Une partie du débat tourne autour de la définition même de l’antisémitisme et de la question de savoir si les critiques des sionistes ou du sionisme constituent également une sorte d’intolérance raciale ou nationale.
Assemblymen Hikind, un politicien de Brooklyn ayant des liens anciens avec la Ligue de défense juive d’extrême droite, a été le premier politicien à condamner publiquement la manifestation du Brooklyn College.

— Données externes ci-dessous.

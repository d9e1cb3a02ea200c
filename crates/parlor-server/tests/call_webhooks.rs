//! Webhook surface tests: every telephony endpoint must answer 200 with
//! a well-formed TwiML document, even with no providers configured.

use axum::body::Body;
use axum::http::{header, Request, StatusCode};
use parlor_server::config::Config;
use parlor_server::{app, AppState};
use std::sync::Arc;
use tower::ServiceExt;

fn setup_app() -> (axum::Router, Arc<AppState>) {
    // Default config: no TTS, calendar, assistant, or messaging
    // credentials, so everything degrades to offline fallbacks.
    let state = Arc::new(AppState::from_config(&Config::default()));
    (app(state.clone()), state)
}

fn form_request(uri: &str, body: &str) -> Request<Body> {
    Request::builder()
        .uri(uri)
        .method("POST")
        .header(
            header::CONTENT_TYPE,
            "application/x-www-form-urlencoded",
        )
        .body(Body::from(body.to_string()))
        .unwrap()
}

async fn body_string(response: axum::response::Response) -> String {
    let bytes = axum::body::to_bytes(response.into_body(), usize::MAX)
        .await
        .unwrap();
    String::from_utf8(bytes.to_vec()).unwrap()
}

#[tokio::test]
async fn health_check_returns_ok() {
    let (app, _) = setup_app();

    let response = app
        .oneshot(
            Request::builder()
                .uri("/health")
                .body(Body::empty())
                .unwrap(),
        )
        .await
        .unwrap();

    assert_eq!(response.status(), StatusCode::OK);
    let body = body_string(response).await;
    let json: serde_json::Value = serde_json::from_str(&body).unwrap();
    assert_eq!(json["status"], "ok");
}

#[tokio::test]
async fn incoming_call_greets_inside_a_gather() {
    let (app, state) = setup_app();

    let response = app
        .oneshot(form_request(
            "/incoming-call",
            "CallSid=CA100&From=%2B15551234567",
        ))
        .await
        .unwrap();

    assert_eq!(response.status(), StatusCode::OK);
    assert_eq!(
        response.headers().get(header::CONTENT_TYPE).unwrap(),
        "text/xml"
    );
    let body = body_string(response).await;
    assert!(body.starts_with("<?xml version=\"1.0\" encoding=\"UTF-8\"?><Response>"));
    assert!(body.contains("action=\"/process-speech\""));
    // No TTS credentials: the greeting degrades to a plain Say.
    assert!(body.contains("Thank you for calling Luna Hair Studio!"));
    assert_eq!(state.sessions.len(), 1);
}

#[tokio::test]
async fn repeated_incoming_call_webhook_reuses_the_session() {
    let (app, state) = setup_app();

    for _ in 0..2 {
        let response = app
            .clone()
            .oneshot(form_request(
                "/incoming-call",
                "CallSid=CA100&From=%2B15551234567",
            ))
            .await
            .unwrap();
        assert_eq!(response.status(), StatusCode::OK);
    }

    assert_eq!(state.sessions.len(), 1);
    let handle = state.sessions.get_or_create("CA100");
    let session = handle.lock().await;
    // Greeting seeded once, not duplicated by the redelivery.
    assert_eq!(session.history.len(), 1);
}

#[tokio::test]
async fn empty_speech_result_reprompts_without_advancing_the_session() {
    let (app, state) = setup_app();

    app.clone()
        .oneshot(form_request(
            "/incoming-call",
            "CallSid=CA200&From=%2B15551234567",
        ))
        .await
        .unwrap();

    let response = app
        .oneshot(form_request(
            "/process-speech",
            "CallSid=CA200&From=%2B15551234567&SpeechResult=",
        ))
        .await
        .unwrap();

    assert_eq!(response.status(), StatusCode::OK);
    let body = body_string(response).await;
    assert!(body.contains("didn't catch that"));
    assert!(body.contains("<Gather"));

    let handle = state.sessions.get_or_create("CA200");
    let session = handle.lock().await;
    assert_eq!(session.history.len(), 1, "silence must not add turns");
}

#[tokio::test]
async fn info_question_answers_and_keeps_gathering() {
    let (app, _) = setup_app();

    let response = app
        .oneshot(form_request(
            "/process-speech",
            "CallSid=CA300&From=%2B15551234567&SpeechResult=what%20are%20your%20hours",
        ))
        .await
        .unwrap();

    let body = body_string(response).await;
    assert!(body.contains("9 AM to 7 PM"));
    assert!(body.contains("<Gather"));
}

#[tokio::test]
async fn completed_booking_says_goodbye_and_hangs_up() {
    let (app, state) = setup_app();

    for utterance in ["book%20a%20haircut", "Wednesday", "Ann"] {
        let body = format!(
            "CallSid=CA400&From=%2B15551234567&SpeechResult={}",
            utterance
        );
        let response = app
            .clone()
            .oneshot(form_request("/process-speech", &body))
            .await
            .unwrap();
        assert_eq!(response.status(), StatusCode::OK);
        if utterance == "Ann" {
            let xml = body_string(response).await;
            assert!(xml.contains("<Hangup/>"));
            assert!(!xml.contains("<Gather"));
        }
    }

    // The finished call releases its session.
    assert!(state.sessions.is_empty());
}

Hikind a déclaré qu’il n’avait pas fait trop de distinction entre les étudiants scandant « Sionists out of CUNY » ou « Zionist pig » – les deux chants sont « purement antisémites », a déclaré Hikind.
Sainath a déclaré que DeAngelis et Aly « n’avaient jamais rien dit de haineux ou d’anti-juif » et a souligné que les étudiants n’étaient pas accusés d’antisémitisme par le collège, mais simplement d’avoir perturbé la réunion.
En effet, le comité du collège n’a accusé les étudiants que d’avoir enfreint les règles de Henderson, qui sont utilisées pour guider les procédures universitaires et collégiales.
Les étudiants ont été accusés d’avoir enfreint les règles 1, 2, 3 et 7 d’Henderson, lit-on dans la décision du comité, mais n’ont été reconnus coupables que d’avoir enfreint la règle 2 d’Henderson, en ne « se conformant pas aux instructions légales émises par des représentants » de l’université.
En décrivant l’événement dans sa lettre publique, la ZOA a souligné la possible implication des étudiants pour la justice en Palestine, un groupe national vaguement organisé qui a été à l’avant-garde des efforts pour boycotter ou désinvestir d’Israël sur les campus. La ZOA qualifie régulièrement le SJP de « groupe haineux anti-israélien ».
ZOA a accusé « SJP d’avoir créé un environnement de campus hostile pour de nombreux étudiants juifs, les faisant se sentir harcelés, menacés et même physiquement dangereux, en violation de la loi ».
Bien que DeAngelis et Aly soient membres du groupe, la manifestation de février n’était pas un événement du SJP, a noté Palestine Legal. Ni DeAngelis ni Aly n’ont pu être joints pour commenter.
« La ZOA exerce une pression sur l’école, puis la pression est exercée sur nous », a déclaré DeAngelis dans une précédente interview.
Maria LaHood, directrice juridique adjointe du Center for Constitutional Rights, a déclaré dans un communiqué qu’Aly et DeAngelis méritaient des excuses du Brooklyn College. En décrivant immédiatement Aly et DeAngelis comme participant à un événement « antisioniste et anti-juif » – comme la manifestation a été appelée par le président de l’école – les étudiants ont été « publiquement diffamés… comme ayant fait des commentaires haineux ».
Les accusations d’antisémitisme, a déclaré LaHood dans un communiqué, ont été « fausses ».